use parkdash_core::protocol::{
    Channel, CommandType, DecodeError, Message, MessageType, ProtocolCodec, WireSlot,
};
use parkdash_core::{format_uid, ActionType, ProcessStatus, SlotState, UnknownCode};

#[test]
fn command_round_trips_cmd_and_param() {
    let codec = ProtocolCodec::new();
    for (cmd, param) in [
        (CommandType::Move, Some(5)),
        (CommandType::Homing, None),
        (CommandType::Reset, Some(0)),
    ] {
        let sent = codec.build_command(cmd, param);
        let raw = ProtocolCodec::encode(&sent).unwrap();
        let Message::Command(back) = ProtocolCodec::decode(&raw).unwrap() else {
            panic!("expected a command frame, got {raw}");
        };
        assert_eq!(back.cmd, cmd);
        assert_eq!(back.p, param);
        assert_eq!(back.id, sent.id());
    }
}

#[test]
fn ack_round_trips_rid() {
    let codec = ProtocolCodec::new();
    let raw = ProtocolCodec::encode(&codec.build_ack(4242)).unwrap();
    match ProtocolCodec::decode(&raw).unwrap() {
        Message::Ack(ack) => {
            assert_eq!(ack.rid, 4242);
            assert_eq!(ack.st, ProcessStatus::Success);
        }
        other => panic!("unexpected {other:?}"),
    }
}

#[test]
fn slot_status_frame_decodes_to_typed_slots() {
    let raw = r#"{"id":5,"v":0,"t":16,"slots":[{"sid":1,"st":1,"uid":2870136116}]}"#;
    let msg = ProtocolCodec::decode(raw).unwrap();
    assert_eq!(msg.id(), 5);
    assert_eq!(msg.channel(), Channel::SlotStatus);

    let Message::SlotStatus(status) = msg else {
        panic!("expected slot status");
    };
    assert_eq!(
        status.slots,
        vec![WireSlot {
            sid: 1,
            st: SlotState::Occupied,
            uid: Some(0xAB12CD34),
        }]
    );
    assert_eq!(format_uid(status.slots[0].uid), "AB:12:CD:34");
}

#[test]
fn long_field_names_are_accepted() {
    let raw = r#"{"id":9,"v":0,"t":32,"rec":{"ts":1700000000,"uid":17,"action":1,"sid":3,"state":3}}"#;
    let Message::History(history) = ProtocolCodec::decode(raw).unwrap() else {
        panic!("expected single history record");
    };
    assert_eq!(history.rec.act, ActionType::Out);
    assert_eq!(history.rec.st, ProcessStatus::Processing);
}

#[test]
fn history_with_recs_is_a_batch() {
    let raw = r#"{"id":10,"v":0,"t":32,"recs":[
        {"ts":1,"uid":1,"act":0,"sid":1,"st":1},
        {"ts":2,"uid":2,"act":1,"sid":2,"st":0}
    ]}"#;
    let msg = ProtocolCodec::decode(raw).unwrap();
    assert!(matches!(msg, Message::BatchHistory(_)));
    assert_eq!(msg.message_type(), MessageType::History);
    assert_eq!(msg.channel(), Channel::History);
    assert_eq!(msg.records().len(), 2);
}

#[test]
fn sync_response_carries_updates() {
    let raw = r#"{"id":3,"v":0,"t":3,"rid":1,"cv":7,
        "updates":{"slots":[{"sid":2,"st":0}],"recs":[{"ts":5,"uid":9,"act":0,"sid":2,"st":1}]}}"#;
    let Message::SyncResponse(res) = ProtocolCodec::decode(raw).unwrap() else {
        panic!("expected sync response");
    };
    assert_eq!(res.cv, 7);
    let updates = res.updates.unwrap();
    assert_eq!(updates.slots.len(), 1);
    assert_eq!(updates.recs[0].ts, 5);
}

#[test]
fn unknown_type_is_reported_with_raw_code() {
    let err = ProtocolCodec::decode(r#"{"t":153,"id":1,"v":0}"#).unwrap_err();
    match err {
        DecodeError::UnknownMessageType { t, id } => {
            assert_eq!(t, 0x99);
            assert_eq!(id, 1);
        }
        other => panic!("unexpected {other:?}"),
    }

    let err = ProtocolCodec::decode(r#"{"t":4096,"id":2,"v":0}"#).unwrap_err();
    assert!(matches!(err, DecodeError::UnknownMessageType { t: 4096, .. }));
    assert_eq!(err.frame_id(), Some(2));
}

#[test]
fn malformed_frames_fail_without_panicking() {
    for raw in ["not json", "[1,2,3]", r#"{"t":1}"#, r#"{"id":"x","v":0,"t":1}"#, ""] {
        let err = ProtocolCodec::decode(raw).unwrap_err();
        assert!(matches!(err, DecodeError::Malformed(_)), "{raw}: {err:?}");
        assert_eq!(err.frame_id(), None);
    }
}

#[test]
fn known_type_with_wrong_fields_is_invalid_payload() {
    let err = ProtocolCodec::decode(r#"{"id":8,"v":0,"t":48,"rid":1}"#).unwrap_err();
    assert!(matches!(
        err,
        DecodeError::InvalidPayload {
            kind: MessageType::Progress,
            id: 8,
            ..
        }
    ));

    let err = ProtocolCodec::decode(r#"{"id":8,"v":0,"t":16,"slots":[{"sid":1,"st":9}]}"#)
        .unwrap_err();
    assert!(matches!(err, DecodeError::InvalidPayload { .. }));
}

#[test]
fn wire_codes_convert_for_enums_with_error_variants() {
    assert_eq!(ProcessStatus::try_from(0), Ok(ProcessStatus::Error));
    assert_eq!(SlotState::try_from(3), Ok(SlotState::Error));
    assert_eq!(MessageType::try_from(0xFF), Ok(MessageType::Error));
    for status in ProcessStatus::ALL {
        assert_eq!(ProcessStatus::try_from(status.code()), Ok(*status));
    }

    let err = SlotState::try_from(9).unwrap_err();
    assert_eq!(err, UnknownCode { kind: "SlotState", code: 9 });
    assert!(ProcessStatus::try_from(4).is_err());
}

Task goal: Without omitting anything, set down all the entries above again.

Answer to this exercise:
use parkdash_core::protocol::{
    Channel, CommandType, DecodeError, Message, MessageType, ProtocolCodec, WireSlot,
};
use parkdash_core::{format_uid, ActionType, ProcessStatus, SlotState, UnknownCode};

#[test]
fn command_round_trips_cmd_and_param() {
    let codec = ProtocolCodec::new();
    for (cmd, param) in [
        (CommandType::Move, Some(5)),
        (CommandType::Homing, None),
        (CommandType::Reset, Some(0)),
    ] {
        let sent = codec.build_command(cmd, param);
        let raw = ProtocolCodec::encode(&sent).unwrap();
        let Message::Command(back) = ProtocolCodec::decode(&raw).unwrap() else {
            panic!("expected a command frame, got {raw}");
        };
        assert_eq!(back.cmd, cmd);
        assert_eq!(back.p, param);
        assert_eq!(back.id, sent.id());
    }
}

#[test]
fn ack_round_trips_rid() {
    let codec = ProtocolCodec::new();
    let raw = ProtocolCodec::encode(&codec.build_ack(4242)).unwrap();
    match ProtocolCodec::decode(&raw).unwrap() {
        Message::Ack(ack) => {
            assert_eq!(ack.rid, 4242);
            assert_eq!(ack.st, ProcessStatus::Success);
        }
        other => panic!("unexpected {other:?}"),
    }
}

#[test]
fn slot_status_frame_decodes_to_typed_slots() {
    let raw = r#"{"id":5,"v":0,"t":16,"slots":[{"sid":1,"st":1,"uid":2870136116}]}"#;
    let msg = ProtocolCodec::decode(raw).unwrap();
    assert_eq!(msg.id(), 5);
    assert_eq!(msg.channel(), Channel::SlotStatus);

    let Message::SlotStatus(status) = msg else {
        panic!("expected slot status");
    };
    assert_eq!(
        status.slots,
        vec![WireSlot {
            sid: 1,
            st: SlotState::Occupied,
            uid: Some(0xAB12CD34),
        }]
    );
    assert_eq!(format_uid(status.slots[0].uid), "AB:12:CD:34");
}

#[test]
fn long_field_names_are_accepted() {
    let raw = r#"{"id":9,"v":0,"t":32,"rec":{"ts":1700000000,"uid":17,"action":1,"sid":3,"state":3}}"#;
    let Message::History(history) = ProtocolCodec::decode(raw).unwrap() else {
        panic!("expected single history record");
    };
    assert_eq!(history.rec.act, ActionType::Out);
    assert_eq!(history.rec.st, ProcessStatus::Processing);
}

#[test]
fn history_with_recs_is_a_batch() {
    let raw = r#"{"id":10,"v":0,"t":32,"recs":[
        {"ts":1,"uid":1,"act":0,"sid":1,"st":1},
        {"ts":2,"uid":2,"act":1,"sid":2,"st":0}
    ]}"#;
    let msg = ProtocolCodec::decode(raw).unwrap();
    assert!(matches!(msg, Message::BatchHistory(_)));
    assert_eq!(msg.message_type(), MessageType::History);
    assert_eq!(msg.channel(), Channel::History);
    assert_eq!(msg.records().len(), 2);
}

#[test]
fn sync_response_carries_updates() {
    let raw = r#"{"id":3,"v":0,"t":3,"rid":1,"cv":7,
        "updates":{"slots":[{"sid":2,"st":0}],"recs":[{"ts":5,"uid":9,"act":0,"sid":2,"st":1}]}}"#;
    let Message::SyncResponse(res) = ProtocolCodec::decode(raw).unwrap() else {
        panic!("expected sync response");
    };
    assert_eq!(res.cv, 7);
    let updates = res.updates.unwrap();
    assert_eq!(updates.slots.len(), 1);
    assert_eq!(updates.recs[0].ts, 5);
}

#[test]
fn unknown_type_is_reported_with_raw_code() {
    let err = ProtocolCodec::decode(r#"{"t":153,"id":1,"v":0}"#).unwrap_err();
    match err {
        DecodeError::UnknownMessageType { t, id } => {
            assert_eq!(t, 0x99);
            assert_eq!(id, 1);
        }
        other => panic!("unexpected {other:?}"),
    }

    let err = ProtocolCodec::decode(r#"{"t":4096,"id":2,"v":0}"#).unwrap_err();
    assert!(matches!(err, DecodeError::UnknownMessageType { t: 4096, .. }));
    assert_eq!(err.frame_id(), Some(2));
}

#[test]
fn malformed_frames_fail_without_panicking() {
    for raw in ["not json", "[1,2,3]", r#"{"t":1}"#, r#"{"id":"x","v":0,"t":1}"#, ""] {
        let err = ProtocolCodec::decode(raw).unwrap_err();
        assert!(matches!(err, DecodeError::Malformed(_)), "{raw}: {err:?}");
        assert_eq!(err.frame_id(), None);
    }
}

#[test]
fn known_type_with_wrong_fields_is_invalid_payload() {
    let err = ProtocolCodec::decode(r#"{"id":8,"v":0,"t":48,"rid":1}"#).unwrap_err();
    assert!(matches!(
        err,
        DecodeError::InvalidPayload {
            kind: MessageType::Progress,
            id: 8,
            ..
        }
    ));

    let err = ProtocolCodec::decode(r#"{"id":8,"v":0,"t":16,"slots":[{"sid":1,"st":9}]}"#)
        .unwrap_err();
    assert!(matches!(err, DecodeError::InvalidPayload { .. }));
}

#[test]
fn wire_codes_convert_for_enums_with_error_variants() {
    assert_eq!(ProcessStatus::try_from(0), Ok(ProcessStatus::Error));
    assert_eq!(SlotState::try_from(3), Ok(SlotState::Error));
    assert_eq!(MessageType::try_from(0xFF), Ok(MessageType::Error));
    for status in ProcessStatus::ALL {
        assert_eq!(ProcessStatus::try_from(status.code()), Ok(*status));
    }

    let err = SlotState::try_from(9).unwrap_err();
    assert_eq!(err, UnknownCode { kind: "SlotState", code: 9 });
    assert!(ProcessStatus::try_from(4).is_err());
}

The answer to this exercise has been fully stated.